Pick out the lines below that contain the string "input" and copy them all.

Saved data entries:
------------------------------------------------------------

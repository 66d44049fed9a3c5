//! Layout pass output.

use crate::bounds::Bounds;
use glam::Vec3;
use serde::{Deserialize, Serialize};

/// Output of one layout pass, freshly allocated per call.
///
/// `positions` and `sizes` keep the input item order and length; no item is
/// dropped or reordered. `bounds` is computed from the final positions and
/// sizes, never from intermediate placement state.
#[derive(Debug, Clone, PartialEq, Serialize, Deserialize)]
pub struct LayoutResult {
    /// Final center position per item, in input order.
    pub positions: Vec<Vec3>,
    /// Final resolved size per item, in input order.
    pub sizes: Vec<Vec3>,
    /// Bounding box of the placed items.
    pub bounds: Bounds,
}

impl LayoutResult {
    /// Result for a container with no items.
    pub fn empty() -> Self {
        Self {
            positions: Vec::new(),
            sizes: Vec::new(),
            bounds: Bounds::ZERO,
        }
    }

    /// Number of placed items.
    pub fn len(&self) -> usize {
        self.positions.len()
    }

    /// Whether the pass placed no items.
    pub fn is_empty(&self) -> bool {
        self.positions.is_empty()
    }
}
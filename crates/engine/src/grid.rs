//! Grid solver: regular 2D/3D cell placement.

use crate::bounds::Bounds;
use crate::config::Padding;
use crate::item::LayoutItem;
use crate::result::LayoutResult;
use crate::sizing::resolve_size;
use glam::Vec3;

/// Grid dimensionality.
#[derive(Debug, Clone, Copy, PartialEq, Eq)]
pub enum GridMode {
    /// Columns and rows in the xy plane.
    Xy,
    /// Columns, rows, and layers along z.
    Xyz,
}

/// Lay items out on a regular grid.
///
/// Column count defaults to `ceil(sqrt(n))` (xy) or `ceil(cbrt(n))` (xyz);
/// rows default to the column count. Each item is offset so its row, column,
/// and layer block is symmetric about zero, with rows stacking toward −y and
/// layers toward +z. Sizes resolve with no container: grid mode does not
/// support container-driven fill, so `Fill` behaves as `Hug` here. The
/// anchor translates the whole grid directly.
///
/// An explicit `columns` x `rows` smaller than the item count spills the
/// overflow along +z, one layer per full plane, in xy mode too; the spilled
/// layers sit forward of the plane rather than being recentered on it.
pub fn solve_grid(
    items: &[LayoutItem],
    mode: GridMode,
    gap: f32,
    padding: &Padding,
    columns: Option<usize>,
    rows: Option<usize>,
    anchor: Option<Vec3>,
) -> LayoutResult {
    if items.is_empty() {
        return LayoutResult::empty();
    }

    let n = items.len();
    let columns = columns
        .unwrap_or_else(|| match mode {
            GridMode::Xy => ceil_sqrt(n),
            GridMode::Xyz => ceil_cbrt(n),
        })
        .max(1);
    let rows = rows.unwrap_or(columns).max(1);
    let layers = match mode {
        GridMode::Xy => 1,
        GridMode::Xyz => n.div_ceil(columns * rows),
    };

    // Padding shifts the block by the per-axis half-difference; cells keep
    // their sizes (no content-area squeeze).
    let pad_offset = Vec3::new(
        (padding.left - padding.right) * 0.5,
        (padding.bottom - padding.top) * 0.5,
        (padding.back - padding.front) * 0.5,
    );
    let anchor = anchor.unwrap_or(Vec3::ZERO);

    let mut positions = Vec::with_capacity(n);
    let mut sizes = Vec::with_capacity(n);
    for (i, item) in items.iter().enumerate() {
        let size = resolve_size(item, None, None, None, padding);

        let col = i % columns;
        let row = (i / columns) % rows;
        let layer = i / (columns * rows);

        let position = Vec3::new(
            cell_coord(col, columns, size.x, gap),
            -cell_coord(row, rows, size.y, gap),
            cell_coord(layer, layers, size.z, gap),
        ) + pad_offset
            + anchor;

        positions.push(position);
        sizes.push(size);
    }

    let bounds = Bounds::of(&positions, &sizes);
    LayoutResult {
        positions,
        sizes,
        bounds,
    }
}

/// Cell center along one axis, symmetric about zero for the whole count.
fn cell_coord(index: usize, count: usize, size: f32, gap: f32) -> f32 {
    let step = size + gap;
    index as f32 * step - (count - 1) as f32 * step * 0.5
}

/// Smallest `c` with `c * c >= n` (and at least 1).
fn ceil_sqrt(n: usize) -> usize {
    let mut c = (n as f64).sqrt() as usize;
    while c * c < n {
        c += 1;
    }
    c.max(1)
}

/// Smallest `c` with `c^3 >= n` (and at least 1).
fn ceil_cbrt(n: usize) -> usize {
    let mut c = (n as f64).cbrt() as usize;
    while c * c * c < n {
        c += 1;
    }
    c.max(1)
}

------------------------------------------------------------

#### ANSWER BOX
/// `positions` and `sizes` keep the input item order and length; no item is
    /// Final center position per item, in input order.
    /// Final resolved size per item, in input order.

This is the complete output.